What kind of winter are we in for? How cold does it get, how high should the heating be? And above all: how high will the energy bill be? Behind how many front doors do money problems arise? Most of us don’t know this, we are used to stable prices. Huge jumps in the price of basic necessities such as gas and electricity are new to many Dutch people. You have to go back to the seventies for that.

Just as new is the uncertainty associated with continued inflation: not knowing how much more prices will rise. Not knowing what your living expenses will cost in the future. Suppose that prices had risen by a third once. That would have been a hard blow, but one you can count on. Now you don’t know what your household book will look like in a few months.

It reminded me of the despairing cry I heard from entrepreneurs in the lockdown sectors during the corona crisis: we don’t know what numbers we can count with if we don’t know how long we’ll be closed. Such uncertainty is now back. There is more that reminded me of corona: once again in good economic health we will get a fat optater on the nose. There are still vacancies, unemployment is low.

Again, a lot depends on the government. Can it support the people who really get into trouble because of these prices? This gas crisis is triggering an enormous redistribution of wealth: between countries that export energy and countries that import energy, between companies that sell energy and companies that buy energy. One gets rich while sleeping, the other bleeds. Many citizens are on the losing side, especially those without solar panels or an insulated house. The government must divide and support the pain.

At the start of the corona crisis, three economic ministers stood in front of television cameras to say: we have very deep pockets, we will not let you down. In retrospect, it seems that this aid gave the economy a boost of confidence. The Netherlands sank less deeply into recession than other countries and came out of it faster. I can think of a reason for that: if the government offers such a buffer, entrepreneurs still dare to invest, and people still dare to renovate their house. If confidence disappears, an economy will falter more strongly.

As uncertain as the economy is now for households, it is also uncertain for administrators. Scholar economists and central bankers told each other in Jackson Hole last week that it could go either way: is this going to be an era of volatility? There’s a lot of humility about what we know and what we don’t know, IMF economist Gita Gopinath told the Financial Times. Elsewhere I see government leaders giving incisive speeches. President Macron told the French: the time of plenty is over.

I don’t hear a lot of big words here.
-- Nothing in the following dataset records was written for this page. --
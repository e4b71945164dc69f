pub mod catalog;
pub mod metadata;
pub mod queue;
pub mod session;
pub mod settings;
pub mod worker;
use std::collections::VecDeque;

use url::Url;

use crate::domain::DownloadRequest;

/// Instruction to start one worker for a promoted request. The id tags
/// every event the worker emits so signals from a finished worker can be
/// told apart from the active one.
#[derive(Debug, Clone, PartialEq, Eq)]
pub struct StartCommand {
    pub worker_id: u64,
    pub href: Url,
}

/// The download currently owned by a running worker.
#[derive(Debug, Clone, PartialEq, Eq)]
pub struct ActiveDownload {
    pub worker_id: u64,
    pub href: Url,
    pub percent: u32,
}

/// FIFO queue of download requests with at most one active worker.
///
/// The manager is a plain state machine mutated only from the update loop:
/// a new worker is started only from `enqueue` (when idle) or from
/// `on_worker_terminal`, which is what makes two concurrent workers
/// structurally impossible. Each returned `StartCommand` is the caller's
/// cue to actually spawn the worker; the queue holds no history beyond the
/// active and pending items.
#[derive(Debug, Default)]
pub struct DownloadManager {
    pending: VecDeque<DownloadRequest>,
    active: Option<ActiveDownload>,
    next_worker_id: u64,
}

impl DownloadManager {
    /// Append a request; when idle, immediately promote it.
    pub fn enqueue(&mut self, href: Url) -> Option<StartCommand> {
        self.pending.push_back(DownloadRequest { href });
        if self.active.is_none() {
            self.promote()
        } else {
            None
        }
    }

    fn promote(&mut self) -> Option<StartCommand> {
        let request = self.pending.pop_front()?;
        self.next_worker_id += 1;
        let worker_id = self.next_worker_id;
        self.active = Some(ActiveDownload {
            worker_id,
            href: request.href.clone(),
            percent: 0,
        });
        Some(StartCommand {
            worker_id,
            href: request.href,
        })
    }

    /// Record progress for the active worker. Returns false when the event
    /// came from a worker that is no longer active; such stale signals are
    /// discarded rather than applied.
    pub fn on_progress(&mut self, worker_id: u64, percent: u32) -> bool {
        match &mut self.active {
            Some(active) if active.worker_id == worker_id => {
                active.percent = percent;
                true
            }
            _ => {
                log::debug!("discarding stale progress from worker {worker_id}");
                false
            }
        }
    }

    /// Clear the active slot for a terminal event and promote the next
    /// pending request, regardless of whether the worker succeeded. A
    /// terminal event from a stale worker changes nothing.
    pub fn on_worker_terminal(&mut self, worker_id: u64) -> Option<StartCommand> {
        match &self.active {
            Some(active) if active.worker_id == worker_id => {
                self.active = None;
                self.promote()
            }
            _ => None,
        }
    }

    pub fn active(&self) -> Option<&ActiveDownload> {
        self.active.as_ref()
    }

    pub fn pending(&self) -> impl Iterator<Item = &DownloadRequest> {
        self.pending.iter()
    }

    pub fn is_idle(&self) -> bool {
        self.active.is_none() && self.pending.is_empty()
    }
}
But this gas crisis goes deeper than the purchasing power buttons in The Hague can solve. That requires something from society: resilience, resilience, energy efficiency, inventiveness, helping each other. It also demands something from the government. To convey: “This can be a bad time, one of which we don’t see the end. Chances are you’ll have to surrender, but we’re trying to prevent you from falling through the ice.”

This is not a time to sell fairy tales, but a time to repeat that message: we won’t let you down.

Marike Stellinga is an economist and political reporter. She writes about politics and economics here every week.